§ Task requirements
Determine how many lines in the entries below contain "norm", and output that number alone.

(Beginning of Task material)

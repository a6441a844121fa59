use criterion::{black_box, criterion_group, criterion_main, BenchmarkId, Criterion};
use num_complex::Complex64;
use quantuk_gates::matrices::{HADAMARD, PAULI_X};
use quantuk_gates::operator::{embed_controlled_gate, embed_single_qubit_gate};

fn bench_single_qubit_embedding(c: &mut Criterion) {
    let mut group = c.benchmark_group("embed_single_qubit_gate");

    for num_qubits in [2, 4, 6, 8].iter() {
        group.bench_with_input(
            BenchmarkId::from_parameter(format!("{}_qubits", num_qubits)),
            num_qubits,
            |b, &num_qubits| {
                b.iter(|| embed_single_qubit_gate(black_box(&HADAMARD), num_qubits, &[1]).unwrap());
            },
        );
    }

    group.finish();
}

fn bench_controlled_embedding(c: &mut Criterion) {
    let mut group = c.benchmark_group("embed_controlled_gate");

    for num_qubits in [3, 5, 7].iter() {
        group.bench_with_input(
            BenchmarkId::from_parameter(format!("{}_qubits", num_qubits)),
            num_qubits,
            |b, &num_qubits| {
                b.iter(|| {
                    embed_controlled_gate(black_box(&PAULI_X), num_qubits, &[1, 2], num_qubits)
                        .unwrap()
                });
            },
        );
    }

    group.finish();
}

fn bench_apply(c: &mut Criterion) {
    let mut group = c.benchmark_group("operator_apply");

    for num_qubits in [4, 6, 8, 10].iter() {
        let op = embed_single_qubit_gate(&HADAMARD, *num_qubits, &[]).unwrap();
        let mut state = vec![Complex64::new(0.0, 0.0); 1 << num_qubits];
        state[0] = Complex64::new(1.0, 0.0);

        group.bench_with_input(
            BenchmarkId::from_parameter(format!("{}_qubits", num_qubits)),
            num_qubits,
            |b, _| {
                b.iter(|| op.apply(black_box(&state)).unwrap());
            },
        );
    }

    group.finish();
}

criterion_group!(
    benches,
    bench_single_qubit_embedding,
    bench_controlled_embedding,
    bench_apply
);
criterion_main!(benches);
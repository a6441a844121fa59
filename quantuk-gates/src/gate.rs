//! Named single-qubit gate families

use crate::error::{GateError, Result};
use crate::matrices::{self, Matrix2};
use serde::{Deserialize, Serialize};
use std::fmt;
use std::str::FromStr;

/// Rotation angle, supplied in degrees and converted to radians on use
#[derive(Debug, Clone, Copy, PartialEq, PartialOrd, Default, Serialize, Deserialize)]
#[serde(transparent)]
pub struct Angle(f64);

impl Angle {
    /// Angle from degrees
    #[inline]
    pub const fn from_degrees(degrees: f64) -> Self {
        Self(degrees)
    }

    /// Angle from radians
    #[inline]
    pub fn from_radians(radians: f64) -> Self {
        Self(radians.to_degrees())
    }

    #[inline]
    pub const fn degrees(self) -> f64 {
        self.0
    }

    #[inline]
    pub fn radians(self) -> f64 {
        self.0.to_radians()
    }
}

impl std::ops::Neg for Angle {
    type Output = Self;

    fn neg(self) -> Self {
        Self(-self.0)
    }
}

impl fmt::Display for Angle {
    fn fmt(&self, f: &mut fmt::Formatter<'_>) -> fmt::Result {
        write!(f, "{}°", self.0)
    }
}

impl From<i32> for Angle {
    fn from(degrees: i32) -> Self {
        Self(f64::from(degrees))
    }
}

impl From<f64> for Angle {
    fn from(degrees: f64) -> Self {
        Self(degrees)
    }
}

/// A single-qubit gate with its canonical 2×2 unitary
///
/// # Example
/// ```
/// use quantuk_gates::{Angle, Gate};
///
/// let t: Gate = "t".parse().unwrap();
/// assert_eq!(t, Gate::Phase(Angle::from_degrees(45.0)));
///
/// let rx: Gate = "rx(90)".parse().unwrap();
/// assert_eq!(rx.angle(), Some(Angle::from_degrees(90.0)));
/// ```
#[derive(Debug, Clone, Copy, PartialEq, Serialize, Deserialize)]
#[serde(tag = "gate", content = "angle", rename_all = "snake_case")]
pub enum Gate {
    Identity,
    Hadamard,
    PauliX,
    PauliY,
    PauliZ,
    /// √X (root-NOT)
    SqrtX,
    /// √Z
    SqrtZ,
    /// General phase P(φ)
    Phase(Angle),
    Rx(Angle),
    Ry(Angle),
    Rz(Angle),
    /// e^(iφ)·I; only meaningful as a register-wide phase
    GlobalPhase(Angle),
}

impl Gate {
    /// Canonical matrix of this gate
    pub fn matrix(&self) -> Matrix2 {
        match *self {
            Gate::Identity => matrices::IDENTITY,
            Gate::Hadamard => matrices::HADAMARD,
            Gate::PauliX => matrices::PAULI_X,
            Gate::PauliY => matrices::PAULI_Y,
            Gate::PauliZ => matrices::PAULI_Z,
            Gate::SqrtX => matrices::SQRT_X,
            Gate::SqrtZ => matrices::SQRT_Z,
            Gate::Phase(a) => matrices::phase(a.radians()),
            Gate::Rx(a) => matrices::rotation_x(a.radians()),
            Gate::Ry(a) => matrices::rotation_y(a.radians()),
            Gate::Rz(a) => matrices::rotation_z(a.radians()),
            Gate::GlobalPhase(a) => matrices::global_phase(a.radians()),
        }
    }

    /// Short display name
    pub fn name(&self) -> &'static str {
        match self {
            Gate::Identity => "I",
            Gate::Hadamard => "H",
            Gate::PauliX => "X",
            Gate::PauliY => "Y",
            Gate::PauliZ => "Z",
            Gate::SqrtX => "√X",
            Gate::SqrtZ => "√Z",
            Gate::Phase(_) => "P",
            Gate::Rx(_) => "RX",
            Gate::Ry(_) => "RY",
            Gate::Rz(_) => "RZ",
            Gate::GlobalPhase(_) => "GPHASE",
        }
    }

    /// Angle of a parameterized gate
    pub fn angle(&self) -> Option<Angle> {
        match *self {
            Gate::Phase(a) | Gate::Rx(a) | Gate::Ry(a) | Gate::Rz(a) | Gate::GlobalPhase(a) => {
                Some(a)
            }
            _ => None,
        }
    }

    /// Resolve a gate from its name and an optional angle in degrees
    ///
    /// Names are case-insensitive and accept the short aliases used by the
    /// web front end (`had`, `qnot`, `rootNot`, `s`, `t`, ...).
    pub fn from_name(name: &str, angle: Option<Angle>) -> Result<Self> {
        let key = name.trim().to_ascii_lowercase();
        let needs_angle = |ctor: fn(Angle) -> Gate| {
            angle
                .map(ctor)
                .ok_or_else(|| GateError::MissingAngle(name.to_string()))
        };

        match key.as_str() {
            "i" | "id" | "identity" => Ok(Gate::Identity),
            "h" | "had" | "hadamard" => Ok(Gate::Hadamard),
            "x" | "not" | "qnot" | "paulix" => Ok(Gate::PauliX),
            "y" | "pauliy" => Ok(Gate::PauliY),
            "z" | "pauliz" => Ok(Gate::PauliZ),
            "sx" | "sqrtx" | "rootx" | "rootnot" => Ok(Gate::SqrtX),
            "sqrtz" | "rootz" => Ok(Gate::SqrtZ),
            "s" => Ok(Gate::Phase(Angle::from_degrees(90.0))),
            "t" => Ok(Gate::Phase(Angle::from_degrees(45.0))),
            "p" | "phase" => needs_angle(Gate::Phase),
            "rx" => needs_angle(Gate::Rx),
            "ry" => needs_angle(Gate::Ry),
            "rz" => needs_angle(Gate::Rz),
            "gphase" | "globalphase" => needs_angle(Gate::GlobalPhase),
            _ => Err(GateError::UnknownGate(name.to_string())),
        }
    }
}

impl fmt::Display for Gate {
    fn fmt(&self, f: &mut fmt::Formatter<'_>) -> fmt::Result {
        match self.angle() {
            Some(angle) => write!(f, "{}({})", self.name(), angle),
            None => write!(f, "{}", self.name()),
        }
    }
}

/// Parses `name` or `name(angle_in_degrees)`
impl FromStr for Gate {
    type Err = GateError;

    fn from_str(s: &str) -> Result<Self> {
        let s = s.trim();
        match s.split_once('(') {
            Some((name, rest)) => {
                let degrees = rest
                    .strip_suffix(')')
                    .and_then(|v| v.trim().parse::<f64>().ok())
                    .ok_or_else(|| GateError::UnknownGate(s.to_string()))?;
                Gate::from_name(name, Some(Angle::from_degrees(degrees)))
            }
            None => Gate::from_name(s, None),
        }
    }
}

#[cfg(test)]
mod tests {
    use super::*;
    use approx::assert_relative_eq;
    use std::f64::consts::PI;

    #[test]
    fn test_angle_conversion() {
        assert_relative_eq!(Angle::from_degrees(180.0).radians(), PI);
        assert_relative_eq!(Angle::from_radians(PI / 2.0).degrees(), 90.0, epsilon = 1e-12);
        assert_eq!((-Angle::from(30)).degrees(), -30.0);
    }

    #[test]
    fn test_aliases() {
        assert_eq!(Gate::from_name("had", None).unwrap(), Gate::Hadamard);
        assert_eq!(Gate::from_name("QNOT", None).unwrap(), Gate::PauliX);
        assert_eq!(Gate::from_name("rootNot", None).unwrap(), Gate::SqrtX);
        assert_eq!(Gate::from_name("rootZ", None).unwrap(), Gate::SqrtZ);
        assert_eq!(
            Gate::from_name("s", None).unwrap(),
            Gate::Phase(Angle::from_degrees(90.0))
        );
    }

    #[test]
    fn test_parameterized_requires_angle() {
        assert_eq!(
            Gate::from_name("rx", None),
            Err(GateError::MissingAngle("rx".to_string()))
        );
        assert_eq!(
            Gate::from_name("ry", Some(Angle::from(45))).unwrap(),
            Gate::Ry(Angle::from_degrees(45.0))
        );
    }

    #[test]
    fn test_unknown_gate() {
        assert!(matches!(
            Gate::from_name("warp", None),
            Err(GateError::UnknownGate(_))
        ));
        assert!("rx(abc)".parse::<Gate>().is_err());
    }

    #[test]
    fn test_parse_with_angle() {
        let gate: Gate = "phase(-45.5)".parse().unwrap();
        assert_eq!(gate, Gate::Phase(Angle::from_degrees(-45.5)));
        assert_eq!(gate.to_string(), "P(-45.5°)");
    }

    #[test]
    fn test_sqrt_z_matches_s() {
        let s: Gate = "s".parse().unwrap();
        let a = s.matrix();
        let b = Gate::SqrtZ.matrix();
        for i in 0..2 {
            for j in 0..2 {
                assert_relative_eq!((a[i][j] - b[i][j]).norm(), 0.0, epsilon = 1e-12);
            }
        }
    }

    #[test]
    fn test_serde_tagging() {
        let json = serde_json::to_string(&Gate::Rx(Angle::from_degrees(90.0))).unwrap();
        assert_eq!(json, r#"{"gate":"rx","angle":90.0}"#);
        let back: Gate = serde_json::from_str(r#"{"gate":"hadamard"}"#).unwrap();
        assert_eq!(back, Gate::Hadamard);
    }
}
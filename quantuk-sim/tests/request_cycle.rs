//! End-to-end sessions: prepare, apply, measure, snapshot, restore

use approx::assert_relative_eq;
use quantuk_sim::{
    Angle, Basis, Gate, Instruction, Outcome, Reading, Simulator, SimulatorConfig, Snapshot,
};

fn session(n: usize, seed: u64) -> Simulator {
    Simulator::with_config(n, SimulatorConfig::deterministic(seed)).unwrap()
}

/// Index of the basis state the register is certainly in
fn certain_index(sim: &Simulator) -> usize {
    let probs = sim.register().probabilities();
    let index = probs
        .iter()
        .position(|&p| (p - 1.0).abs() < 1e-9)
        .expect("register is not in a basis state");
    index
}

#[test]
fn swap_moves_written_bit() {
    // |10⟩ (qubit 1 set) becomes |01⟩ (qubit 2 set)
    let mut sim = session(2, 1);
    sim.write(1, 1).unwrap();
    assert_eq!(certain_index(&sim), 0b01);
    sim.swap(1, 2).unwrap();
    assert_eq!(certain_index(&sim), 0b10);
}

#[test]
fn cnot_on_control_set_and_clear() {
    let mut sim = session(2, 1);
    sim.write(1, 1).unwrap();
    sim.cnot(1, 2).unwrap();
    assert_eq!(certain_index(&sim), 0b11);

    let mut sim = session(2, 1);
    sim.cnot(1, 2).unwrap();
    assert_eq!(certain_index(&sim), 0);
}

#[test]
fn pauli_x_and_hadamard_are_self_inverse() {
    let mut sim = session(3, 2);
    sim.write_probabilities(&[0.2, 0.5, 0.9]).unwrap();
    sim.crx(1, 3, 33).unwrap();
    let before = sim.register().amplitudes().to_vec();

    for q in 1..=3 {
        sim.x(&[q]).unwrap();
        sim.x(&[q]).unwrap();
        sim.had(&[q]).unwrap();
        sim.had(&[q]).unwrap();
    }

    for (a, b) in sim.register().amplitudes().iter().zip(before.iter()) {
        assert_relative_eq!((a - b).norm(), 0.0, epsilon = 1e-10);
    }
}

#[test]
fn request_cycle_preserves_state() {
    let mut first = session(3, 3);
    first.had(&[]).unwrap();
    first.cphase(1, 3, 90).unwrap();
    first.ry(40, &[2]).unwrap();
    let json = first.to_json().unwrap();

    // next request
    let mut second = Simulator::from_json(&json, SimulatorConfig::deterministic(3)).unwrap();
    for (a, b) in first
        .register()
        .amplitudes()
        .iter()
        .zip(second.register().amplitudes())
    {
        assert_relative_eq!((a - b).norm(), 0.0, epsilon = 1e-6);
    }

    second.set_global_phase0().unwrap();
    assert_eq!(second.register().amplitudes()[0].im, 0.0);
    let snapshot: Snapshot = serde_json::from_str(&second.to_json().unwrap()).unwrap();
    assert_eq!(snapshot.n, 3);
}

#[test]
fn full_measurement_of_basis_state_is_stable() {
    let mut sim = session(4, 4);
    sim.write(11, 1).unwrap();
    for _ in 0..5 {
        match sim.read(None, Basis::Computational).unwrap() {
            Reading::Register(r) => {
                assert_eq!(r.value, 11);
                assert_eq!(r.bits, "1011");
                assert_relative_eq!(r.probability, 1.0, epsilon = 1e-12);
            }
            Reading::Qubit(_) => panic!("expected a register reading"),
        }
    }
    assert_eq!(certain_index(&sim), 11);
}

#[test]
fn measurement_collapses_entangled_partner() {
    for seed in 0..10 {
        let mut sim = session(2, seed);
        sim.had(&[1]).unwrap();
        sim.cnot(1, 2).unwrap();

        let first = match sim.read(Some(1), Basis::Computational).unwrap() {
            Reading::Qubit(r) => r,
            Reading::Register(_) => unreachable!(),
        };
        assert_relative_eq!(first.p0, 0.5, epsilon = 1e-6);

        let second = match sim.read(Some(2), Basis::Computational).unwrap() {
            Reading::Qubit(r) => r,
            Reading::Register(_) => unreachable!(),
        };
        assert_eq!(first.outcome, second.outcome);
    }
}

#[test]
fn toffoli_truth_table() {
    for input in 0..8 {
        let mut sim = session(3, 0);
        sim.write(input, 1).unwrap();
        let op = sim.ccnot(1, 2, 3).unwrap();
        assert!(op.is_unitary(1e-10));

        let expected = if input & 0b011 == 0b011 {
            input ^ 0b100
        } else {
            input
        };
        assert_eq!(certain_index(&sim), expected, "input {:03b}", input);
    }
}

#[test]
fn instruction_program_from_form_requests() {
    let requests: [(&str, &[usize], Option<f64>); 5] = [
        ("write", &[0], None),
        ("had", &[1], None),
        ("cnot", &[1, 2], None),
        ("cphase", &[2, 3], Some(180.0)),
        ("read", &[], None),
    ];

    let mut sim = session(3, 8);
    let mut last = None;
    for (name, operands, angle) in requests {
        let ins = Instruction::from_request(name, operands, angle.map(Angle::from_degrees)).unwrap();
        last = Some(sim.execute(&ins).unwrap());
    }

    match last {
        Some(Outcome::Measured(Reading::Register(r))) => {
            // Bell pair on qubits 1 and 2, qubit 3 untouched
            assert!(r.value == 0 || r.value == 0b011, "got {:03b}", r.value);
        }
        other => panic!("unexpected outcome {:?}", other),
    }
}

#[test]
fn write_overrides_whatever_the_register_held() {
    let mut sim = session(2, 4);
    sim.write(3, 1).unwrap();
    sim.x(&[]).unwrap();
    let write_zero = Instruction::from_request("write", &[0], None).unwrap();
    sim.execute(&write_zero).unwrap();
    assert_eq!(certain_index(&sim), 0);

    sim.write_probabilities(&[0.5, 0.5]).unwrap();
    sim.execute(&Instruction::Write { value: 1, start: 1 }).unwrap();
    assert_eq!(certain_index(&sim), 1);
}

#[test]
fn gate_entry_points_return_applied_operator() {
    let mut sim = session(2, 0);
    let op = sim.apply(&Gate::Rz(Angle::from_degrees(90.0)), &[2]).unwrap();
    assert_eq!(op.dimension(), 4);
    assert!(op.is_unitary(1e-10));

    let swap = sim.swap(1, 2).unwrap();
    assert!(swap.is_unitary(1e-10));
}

(End of Task material)

§ Output for this exercise
3